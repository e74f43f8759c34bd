use std::env;

use tracing::debug;

use crate::{
    builder::DebugClientBuilder,
    client::DebugClient,
    defaults::{flag_enabled, DEV_DEBUG_ENABLED_ENV, WEB_CONTEXT_ENVS},
};

/// How the host process is being run.
#[derive(Debug, Clone, Copy, Eq, PartialEq)]
pub enum ExecutionContext {
    Cli,
    /// Serving a request under a CGI-style gateway.
    Web,
}

impl ExecutionContext {
    pub fn detect() -> Self {
        if WEB_CONTEXT_ENVS
            .iter()
            .any(|key| env::var_os(key).is_some())
        {
            ExecutionContext::Web
        } else {
            ExecutionContext::Cli
        }
    }
}

/// Decides whether debug reporting is live for this process.
///
/// Reporting is active from the command line, or anywhere when
/// `DEV_DEBUG_ENABLED` is set. An inactive bootstrap hands out clients that
/// discard everything.
#[derive(Debug, Clone, Copy, Eq, PartialEq)]
pub struct Bootstrap {
    context: ExecutionContext,
    enabled: bool,
}

impl Bootstrap {
    pub fn new(context: ExecutionContext, enabled: bool) -> Self {
        Self { context, enabled }
    }

    pub fn from_env() -> Self {
        let enabled = flag_enabled(env::var(DEV_DEBUG_ENABLED_ENV).ok().as_deref());
        Self::new(ExecutionContext::detect(), enabled)
    }

    pub fn context(&self) -> ExecutionContext {
        self.context
    }

    pub fn is_active(&self) -> bool {
        self.context == ExecutionContext::Cli || self.enabled
    }

    pub fn client(&self) -> DebugClient {
        self.client_with(DebugClient::builder())
    }

    /// Builds `builder` when active; otherwise returns a disabled client.
    pub fn client_with(&self, builder: DebugClientBuilder) -> DebugClient {
        if self.is_active() {
            builder.build()
        } else {
            debug!(
                "debug reporting inactive ({:?} context, {DEV_DEBUG_ENABLED_ENV} unset)",
                self.context
            );
            DebugClient::disabled()
        }
    }
}
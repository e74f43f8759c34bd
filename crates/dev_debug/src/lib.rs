#![forbid(unsafe_code)]
//! Developer-time value reporting to a local debug collector.
//!
//! A [`DebugClient`] normalizes any [`Inspect`] value into a JSON-friendly
//! tree, attaches the call site and stack, and POSTs the event to the
//! collector (`http://127.0.0.1:3000/debug` by default) without waiting on
//! the result. Delivery problems are swallowed; reporting never disturbs the
//! host program.
//!
//! [`dev_dump!`] is the one disruptive entry point: it prints values and
//! exits with status 1.
//!
//! ```no_run
//! use dev_debug::{Bootstrap, Context};
//!
//! #[derive(dev_debug::Inspect)]
//! struct Order {
//!     pub id: u64,
//!     total_cents: i64,
//! }
//!
//! let client = Bootstrap::from_env().client();
//! client.send(&Order { id: 7, total_cents: 1299 }, Context::new().label("checkout"));
//! client.flush(std::time::Duration::from_millis(200));
//! ```

extern crate self as dev_debug;

mod bootstrap;
mod builder;
mod client;
mod config;
mod defaults;
mod dump;
mod error;
mod event;
pub mod normalize;
mod stack;
mod transport;

pub use bootstrap::{Bootstrap, ExecutionContext};
pub use builder::DebugClientBuilder;
pub use client::DebugClient;
pub use config::{Context, NormalizeConfig};
pub use dump::{dump_and_exit, render_dump, DumpArg};
pub use error::DevDebugError;
pub use event::{CallFrame, DebugEvent, EventBuilder, Payload};
pub use normalize::{
    normalize, Field, Fields, Inspect, Marker, NormalizedNode, Normalizer, Object, ObjectId,
    Scalar, StructuredObject, Visibility,
};
pub use stack::{BacktraceCapture, RawFrame, StackCapture};
pub use transport::{HttpTransport, NullTransport, Transport};

#[cfg(feature = "derive")]
pub use dev_debug_derive::Inspect;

|---|

**WORK TO COMPLETE**
The answer must be a verbatim transcription of the entries above, from the first line through the line that contains "pub fn context(&self)", and nothing more.

**REPLY**
repository e74f43f8759c34bd
use std::env;

use tracing::debug;

use crate::{
    builder::DebugClientBuilder,
    client::DebugClient,
    defaults::{flag_enabled, DEV_DEBUG_ENABLED_ENV, WEB_CONTEXT_ENVS},
};

/// How the host process is being run.
#[derive(Debug, Clone, Copy, Eq, PartialEq)]
pub enum ExecutionContext {
    Cli,
    /// Serving a request under a CGI-style gateway.
    Web,
}

impl ExecutionContext {
    pub fn detect() -> Self {
        if WEB_CONTEXT_ENVS
            .iter()
            .any(|key| env::var_os(key).is_some())
        {
            ExecutionContext::Web
        } else {
            ExecutionContext::Cli
        }
    }
}

/// Decides whether debug reporting is live for this process.
///
/// Reporting is active from the command line, or anywhere when
/// `DEV_DEBUG_ENABLED` is set. An inactive bootstrap hands out clients that
/// discard everything.
#[derive(Debug, Clone, Copy, Eq, PartialEq)]
pub struct Bootstrap {
    context: ExecutionContext,
    enabled: bool,
}

impl Bootstrap {
    pub fn new(context: ExecutionContext, enabled: bool) -> Self {
        Self { context, enabled }
    }

    pub fn from_env() -> Self {
        let enabled = flag_enabled(env::var(DEV_DEBUG_ENABLED_ENV).ok().as_deref());
        Self::new(ExecutionContext::detect(), enabled)
    }

    pub fn context(&self) -> ExecutionContext {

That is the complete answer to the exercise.